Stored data
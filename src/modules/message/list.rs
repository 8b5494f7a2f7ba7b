// Copyright © 2025 rustmailer.com
// Licensed under RustMailer License Agreement v1.0
// Unauthorized copying, modification, or distribution is prohibited.

use chrono::{Datelike, Utc};
use poem_openapi::{Enum, Object};
use serde::{Deserialize, Serialize};

use crate::{
    modules::{
        attribute::{
            cursor::{Cursor, QueryInfo},
            Item, ItemExt,
        },
        context::MailboxContext,
        database::{schema::*, Condition, QueryRequest},
        error::{code::ErrorCode, MailboxResult},
        format::EmailType,
        message::{effective_times, email_kind},
    },
    raise_error,
};

const DEFAULT_PAGE_SIZE: u32 = 100;

#[derive(Clone, Copy, Debug, Default, PartialEq, Eq, Serialize, Deserialize, Enum)]
#[oai(rename_all = "lowercase")]
#[serde(rename_all = "lowercase")]
pub enum SortOrder {
    Asc,
    #[default]
    Desc,
}

impl SortOrder {
    fn as_str(&self) -> &'static str {
        match self {
            SortOrder::Asc => "asc",
            SortOrder::Desc => "desc",
        }
    }
}

/// Which trashed emails a listing returns.
#[derive(Clone, Copy, Debug, Default, PartialEq, Eq, Serialize, Deserialize, Enum)]
#[oai(rename_all = "lowercase")]
#[serde(rename_all = "lowercase")]
pub enum ShowTrash {
    #[default]
    Exclude,
    Include,
    Only,
}

impl ShowTrash {
    fn filter(&self) -> Option<Condition> {
        match self {
            ShowTrash::Exclude => Some(Condition::not_exists(TRASHED_TIME)),
            ShowTrash::Include => None,
            ShowTrash::Only => Some(Condition::exists(TRASHED_TIME)),
        }
    }
}

#[derive(Clone, Debug, Default, PartialEq, Eq)]
pub struct ListRequest {
    /// `inbox`, `sent` or `draft`.
    pub r#type: String,
    pub year: Option<i32>,
    pub month: Option<u32>,
    pub order: Option<SortOrder>,
    pub page_size: Option<u32>,
    pub next_cursor: Option<String>,
    pub show_trash: Option<ShowTrash>,
}

/// One row of a listing, as projected by the time index.
#[derive(Clone, Debug, Default, Eq, PartialEq, Deserialize, Serialize, Object)]
#[serde(rename_all = "camelCase")]
#[oai(rename_all = "camelCase")]
pub struct EmailSummary {
    #[serde(rename = "messageID")]
    #[oai(rename = "messageID")]
    pub message_id: String,
    #[serde(rename = "type")]
    #[oai(rename = "type")]
    pub kind: String,
    pub subject: String,
    pub from: Vec<String>,
    pub to: Vec<String>,
    pub time_received: Option<String>,
    pub time_sent: Option<String>,
    pub time_updated: Option<String>,
    pub unread: bool,
    pub trashed_time: Option<String>,
}

impl EmailSummary {
    fn from_item(item: &Item) -> MailboxResult<Self> {
        let kind = email_kind(item)?;
        let (time_received, time_sent, time_updated) = effective_times(kind, item);
        Ok(Self {
            message_id: item.get_string(MESSAGE_ID),
            kind: kind.to_string(),
            subject: item.get_string(SUBJECT),
            from: item.get_list(FROM),
            to: item.get_list(TO),
            time_received,
            time_sent,
            time_updated,
            unread: item.has(UNREAD),
            trashed_time: item.get_s(TRASHED_TIME).map(str::to_string),
        })
    }
}

#[derive(Clone, Debug, Default, Eq, PartialEq, Deserialize, Serialize, Object)]
#[serde(rename_all = "camelCase")]
#[oai(rename_all = "camelCase")]
pub struct ListResult {
    pub count: u32,
    pub items: Vec<EmailSummary>,
    /// Present when more items follow; pass back unchanged with the same parameters.
    pub next_cursor: Option<String>,
    pub has_more: bool,
}

fn list_type(value: &str) -> MailboxResult<EmailType> {
    match value.trim() {
        "inbox" => Ok(EmailType::Inbox),
        "sent" => Ok(EmailType::Sent),
        "draft" => Ok(EmailType::Draft),
        other => Err(raise_error!(
            format!("type must be one of inbox, sent, draft; got '{}'", other),
            ErrorCode::InvalidInput
        )),
    }
}

/// `GET /emails`: one page of a month of one email kind.
pub async fn list_emails(ctx: &MailboxContext, request: &ListRequest) -> MailboxResult<ListResult> {
    let kind = list_type(&request.r#type)?;
    let now = Utc::now();
    let year = request.year.unwrap_or(now.year());
    let month = request.month.unwrap_or(now.month());
    if !(1000..=9999).contains(&year) {
        return Err(raise_error!(
            format!("year {} is out of range", year),
            ErrorCode::InvalidInput
        ));
    }
    if !(1..=12).contains(&month) {
        return Err(raise_error!(
            format!("month {} is out of range", month),
            ErrorCode::InvalidInput
        ));
    }
    let order = request.order.unwrap_or_default();
    let page_size = request.page_size.unwrap_or(DEFAULT_PAGE_SIZE);

    let query_info = QueryInfo {
        r#type: kind.to_string(),
        year,
        month,
        order: order.as_str().to_string(),
    };
    let start_key = match request
        .next_cursor
        .as_deref()
        .map(str::trim)
        .filter(|c| !c.is_empty())
    {
        Some(text) => {
            let cursor = Cursor::decode(text)?;
            cursor.ensure_matches(&query_info)?;
            Some(cursor.last_evaluated_key)
        }
        None => None,
    };

    let mut query = QueryRequest::new(
        &ctx.env.time_index,
        format!("{}#{:04}-{:02}", kind, year, month),
    );
    query.ascending = order == SortOrder::Asc;
    query.limit = (page_size > 0).then_some(page_size as usize);
    query.exclusive_start_key = start_key;
    query.filter = request.show_trash.unwrap_or_default().filter();

    let output = ctx.store.query(query).await?;
    let items = output
        .items
        .iter()
        .map(EmailSummary::from_item)
        .collect::<MailboxResult<Vec<_>>>()?;
    let next_cursor = output
        .last_evaluated_key
        .filter(|key| !key.is_empty())
        .map(|key| Cursor::new(query_info, key).encode());
    Ok(ListResult {
        count: items.len() as u32,
        has_more: next_cursor.is_some(),
        items,
        next_cursor,
    })
}
// Copyright © 2025 rustmailer.com
// Licensed under RustMailer License Agreement v1.0
// Unauthorized copying, modification, or distribution is prohibited.

use poem::web::Data;
use poem_openapi::payload::Json;
use poem_openapi::{Object, OpenApi};
use serde::{Deserialize, Serialize};

use crate::modules::context::MailboxContext;
use crate::modules::envelope::parse_inbound;
use crate::modules::message::ingest::receive_events;
use crate::modules::rest::api::ApiTags;
use crate::modules::rest::ApiResult;

#[derive(Clone, Debug, Default, Eq, PartialEq, Deserialize, Serialize, Object)]
pub struct InboundResult {
    /// Message IDs of the stored emails, in delivery order.
    pub received: Vec<String>,
}

pub struct InboundApi;

#[OpenApi(tag = "ApiTags::Inbound")]
impl InboundApi {
    /// Ingests a mail receiver event, either a single event or a `Records` batch.
    #[oai(path = "/events/inbound", method = "post", operation_id = "receive_inbound")]
    async fn receive_inbound(
        &self,
        ctx: Data<&MailboxContext>,
        payload: Json<serde_json::Value>,
    ) -> ApiResult<Json<InboundResult>> {
        let events = parse_inbound(payload.0)?;
        let received = receive_events(ctx.0, events).await?;
        Ok(Json(InboundResult { received }))
    }
}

» **Required work**:
Repeat all the entries exactly as given.

» **Exercise output**:
filename src/modules/message/list.rs
repository 8b5494f7a2f7ba7b
// Copyright © 2025 rustmailer.com
// Licensed under RustMailer License Agreement v1.0
// Unauthorized copying, modification, or distribution is prohibited.

use chrono::{Datelike, Utc};
use poem_openapi::{Enum, Object};
use serde::{Deserialize, Serialize};

use crate::{
    modules::{
        attribute::{
            cursor::{Cursor, QueryInfo},
            Item, ItemExt,
        },
        context::MailboxContext,
        database::{schema::*, Condition, QueryRequest},
        error::{code::ErrorCode, MailboxResult},
        format::EmailType,
        message::{effective_times, email_kind},
    },
    raise_error,
};

const DEFAULT_PAGE_SIZE: u32 = 100;

#[derive(Clone, Copy, Debug, Default, PartialEq, Eq, Serialize, Deserialize, Enum)]
#[oai(rename_all = "lowercase")]
#[serde(rename_all = "lowercase")]
pub enum SortOrder {
    Asc,
    #[default]
    Desc,
}

impl SortOrder {
    fn as_str(&self) -> &'static str {
        match self {
            SortOrder::Asc => "asc",
            SortOrder::Desc => "desc",
        }
    }
}

/// Which trashed emails a listing returns.
#[derive(Clone, Copy, Debug, Default, PartialEq, Eq, Serialize, Deserialize, Enum)]
#[oai(rename_all = "lowercase")]
#[serde(rename_all = "lowercase")]
pub enum ShowTrash {
    #[default]
    Exclude,
    Include,
    Only,
}

impl ShowTrash {
    fn filter(&self) -> Option<Condition> {
        match self {
            ShowTrash::Exclude => Some(Condition::not_exists(TRASHED_TIME)),
            ShowTrash::Include => None,
            ShowTrash::Only => Some(Condition::exists(TRASHED_TIME)),
        }
    }
}

#[derive(Clone, Debug, Default, PartialEq, Eq)]
pub struct ListRequest {
    /// `inbox`, `sent` or `draft`.
    pub r#type: String,
    pub year: Option<i32>,
    pub month: Option<u32>,
    pub order: Option<SortOrder>,
    pub page_size: Option<u32>,
    pub next_cursor: Option<String>,
    pub show_trash: Option<ShowTrash>,
}

/// One row of a listing, as projected by the time index.
#[derive(Clone, Debug, Default, Eq, PartialEq, Deserialize, Serialize, Object)]
#[serde(rename_all = "camelCase")]
#[oai(rename_all = "camelCase")]
pub struct EmailSummary {
    #[serde(rename = "messageID")]
    #[oai(rename = "messageID")]
    pub message_id: String,
    #[serde(rename = "type")]
    #[oai(rename = "type")]
    pub kind: String,
    pub subject: String,
    pub from: Vec<String>,
    pub to: Vec<String>,
    pub time_received: Option<String>,
    pub time_sent: Option<String>,
    pub time_updated: Option<String>,
    pub unread: bool,
    pub trashed_time: Option<String>,
}

impl EmailSummary {
    fn from_item(item: &Item) -> MailboxResult<Self> {
        let kind = email_kind(item)?;
        let (time_received, time_sent, time_updated) = effective_times(kind, item);
        Ok(Self {
            message_id: item.get_string(MESSAGE_ID),
            kind: kind.to_string(),
            subject: item.get_string(SUBJECT),
            from: item.get_list(FROM),
            to: item.get_list(TO),
            time_received,
            time_sent,
            time_updated,
            unread: item.has(UNREAD),
            trashed_time: item.get_s(TRASHED_TIME).map(str::to_string),
        })
    }
}

#[derive(Clone, Debug, Default, Eq, PartialEq, Deserialize, Serialize, Object)]
#[serde(rename_all = "camelCase")]
#[oai(rename_all = "camelCase")]
pub struct ListResult {
    pub count: u32,
    pub items: Vec<EmailSummary>,
    /// Present when more items follow; pass back unchanged with the same parameters.
    pub next_cursor: Option<String>,
    pub has_more: bool,
}

fn list_type(value: &str) -> MailboxResult<EmailType> {
    match value.trim() {
        "inbox" => Ok(EmailType::Inbox),
        "sent" => Ok(EmailType::Sent),
        "draft" => Ok(EmailType::Draft),
        other => Err(raise_error!(
            format!("type must be one of inbox, sent, draft; got '{}'", other),
            ErrorCode::InvalidInput
        )),
    }
}

/// `GET /emails`: one page of a month of one email kind.
pub async fn list_emails(ctx: &MailboxContext, request: &ListRequest) -> MailboxResult<ListResult> {
    let kind = list_type(&request.r#type)?;
    let now = Utc::now();
    let year = request.year.unwrap_or(now.year());
    let month = request.month.unwrap_or(now.month());
    if !(1000..=9999).contains(&year) {
        return Err(raise_error!(
            format!("year {} is out of range", year),
            ErrorCode::InvalidInput
        ));
    }
    if !(1..=12).contains(&month) {
        return Err(raise_error!(
            format!("month {} is out of range", month),
            ErrorCode::InvalidInput
        ));
    }
    let order = request.order.unwrap_or_default();
    let page_size = request.page_size.unwrap_or(DEFAULT_PAGE_SIZE);

    let query_info = QueryInfo {
        r#type: kind.to_string(),
        year,
        month,
        order: order.as_str().to_string(),
    };
    let start_key = match request
        .next_cursor
        .as_deref()
        .map(str::trim)
        .filter(|c| !c.is_empty())
    {
        Some(text) => {
            let cursor = Cursor::decode(text)?;
            cursor.ensure_matches(&query_info)?;
            Some(cursor.last_evaluated_key)
        }
        None => None,
    };

    let mut query = QueryRequest::new(
        &ctx.env.time_index,
        format!("{}#{:04}-{:02}", kind, year, month),
    );
    query.ascending = order == SortOrder::Asc;
    query.limit = (page_size > 0).then_some(page_size as usize);
    query.exclusive_start_key = start_key;
    query.filter = request.show_trash.unwrap_or_default().filter();

    let output = ctx.store.query(query).await?;
    let items = output
        .items
        .iter()
        .map(EmailSummary::from_item)
        .collect::<MailboxResult<Vec<_>>>()?;
    let next_cursor = output
        .last_evaluated_key
        .filter(|key| !key.is_empty())
        .map(|key| Cursor::new(query_info, key).encode());
    Ok(ListResult {
        count: items.len() as u32,
        has_more: next_cursor.is_some(),
        items,
        next_cursor,
    })
}
// Copyright © 2025 rustmailer.com
// Licensed under RustMailer License Agreement v1.0
// Unauthorized copying, modification, or distribution is prohibited.

use poem::web::Data;
use poem_openapi::payload::Json;
use poem_openapi::{Object, OpenApi};
use serde::{Deserialize, Serialize};

use crate::modules::context::MailboxContext;
use crate::modules::envelope::parse_inbound;
use crate::modules::message::ingest::receive_events;
use crate::modules::rest::api::ApiTags;
use crate::modules::rest::ApiResult;

#[derive(Clone, Debug, Default, Eq, PartialEq, Deserialize, Serialize, Object)]
pub struct InboundResult {
    /// Message IDs of the stored emails, in delivery order.
    pub received: Vec<String>,
}

pub struct InboundApi;

#[OpenApi(tag = "ApiTags::Inbound")]
impl InboundApi {
    /// Ingests a mail receiver event, either a single event or a `Records` batch.
    #[oai(path = "/events/inbound", method = "post", operation_id = "receive_inbound")]
    async fn receive_inbound(
        &self,
        ctx: Data<&MailboxContext>,
        payload: Json<serde_json::Value>,
    ) -> ApiResult<Json<InboundResult>> {
        let events = parse_inbound(payload.0)?;
        let received = receive_events(ctx.0, events).await?;
        Ok(Json(InboundResult { received }))
    }
}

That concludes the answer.